12 lutego 2016, piątek, 00:10

   Piszę, bo nie mogę spać. Natchniona zbliżającym się dniem Walentynek i naszą wieczorną rozmową. Jestem pochłonięta myślami. O Tobie, o mnie. O nas. Zastanawiam się... Dlaczego masz w głowie taki zupełnie nieracjonalny lęk? Czy zrobiłam przez ten rok cokolwiek przez co mógłbyś być zaniepokojony?
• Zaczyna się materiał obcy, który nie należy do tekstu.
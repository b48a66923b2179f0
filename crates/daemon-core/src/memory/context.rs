//! Pinning memories into a session's small working-context window.

use serde::{Deserialize, Serialize};

/// Cap enforced by `inscribe.pin` / `Store::put_active_context`.
pub const MAX_ACTIVE_CONTEXT: usize = 10;

/// A memory pinned into working context with a priority and optional expiry.
#[non_exhaustive]
#[derive(Debug, Clone, Serialize, Deserialize)]
#[serde(rename_all = "camelCase")]
pub struct ActiveContextEntry {
    pub memory_id: i64,
    pub priority: i32,
    pub reason: String,
    pub expires_at: Option<chrono::DateTime<chrono::Utc>>,
    pub pinned_at: chrono::DateTime<chrono::Utc>,
}

impl ActiveContextEntry {
    /// Entries past expiry are elided from reads and removed lazily (invariant 6).
    pub fn is_expired(&self, now: chrono::DateTime<chrono::Utc>) -> bool {
        self.expires_at.is_some_and(|e| e <= now)
    }
}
   Musisz mi wybaczyć moje - występujące od czasu do czasu - zmieszanie. To było najlepsze 365 dni w moim życiu, ale również i najgorsze. Zdarzało się, że tęsknota lub niesforne myśli przejmowały nade mną kontrolę. Ale jeśli miłość wygląda tak jak mi się wydaje, to uwierz, kocham Cię całą sobą, najbardziej w świecie.

   Czasami zwyczajnie wariuję, bo tak bardzo mi Ciebie brakuje w tygodniu. Czekam na weekend, tęskniąc okropnie i jedyne o czym myślę to Twoje ramiona, w których mogłabym się schować. Choćby na chwilę.
   Musisz mi wybaczyć moje małe szaleństwa, ponieważ to Ty przeważnie jesteś ich przyczyną. Jestem spragniona Twojego dotyku, głosu, spojrzenia. Jest mi Ciebie mało. Mało mam Twojej uwagi, chociaż poświęcasz mi każdą wolną chwilę. Mało mam Twojej bliskości, mimo że przytulasz mnie i trzymasz za rękę, całujesz i głaskasz, dotykasz policzka i wszystko inne. Mało mam rozmów z Tobą, pomimo tego, że dzwonisz i ja dzwonię, piszemy wiadomości i wysyłamy zdjęcia, mówisz, że kochasz, tęsknisz i pragniesz. No i, że nie możesz się już mnie doczekać, że jestem Twoja i tylko Twoja. Jedna jedyna i że już żadna inna nigdy. I mówisz, że najpiękniejsza, najcudowniejsza i w ogóle NAJ, a i tak mam mało Twoich słów. Bo ja bym chciała więcej i częściej. Żebyś był, kiedy Cię potrzebuję i kiedy nie potrzebuję. Ale przecież mi Ciebie zawsze trzeba. Żebyś był obok, kiedy chcę się do Ciebie uśmiechnąć albo wypłakać w koszulkę. Żebyś był, gdy chcę tylko na Ciebie popatrzeć, nie mówić nic, zupełnie. Tylko tak patrzeć i myśleć jaki masz piękny uśmiech i cieszyć się niesamowicie, że ten uśmiech jest dla mnie. Myśleć jakie to szczęście, że mam Ciebie, że jesteś tylko mój. Jeden jedyny. I ze chcę się budzić przy Tobie i codziennie powiedzieć "dzień dobry", pocałować te usta, które kocham. A wieczorem chcę życzyć Ci dobrej nocy i kolorowych snów i zasnąć tak spokojnie, czując się bezpieczna, szczęśliwa. Rano znowu wstać przed Tobą, dużo dużo wcześniej niż gdy śpię sama. Patrzeć na Ciebie i czekać aż się obudzisz. Albo ja Cię obudzę, bo doczekać się przecież nie będę mogła. Powiem, że już się wyspałam, a bez Ciebie to jakoś tak nudno. No i, że chcę Ci opowiedzieć mój głupi sen. Bo mi się prawie zawsze śni coś głupiego. Później Ci powiem, że bardzo burczy mi w brzuszku, a Ty z uśmiechem na ustach pójdziesz zrobić mi śniadanie. A potem może razem zrobimy pyszny obiad, bo kucharz z Ciebie nie byle jaki. Więc widzisz, że nie musisz się bać. Mieszkasz teraz w moim serduszku i nie pozwolę, żeby stała Ci się krzywda.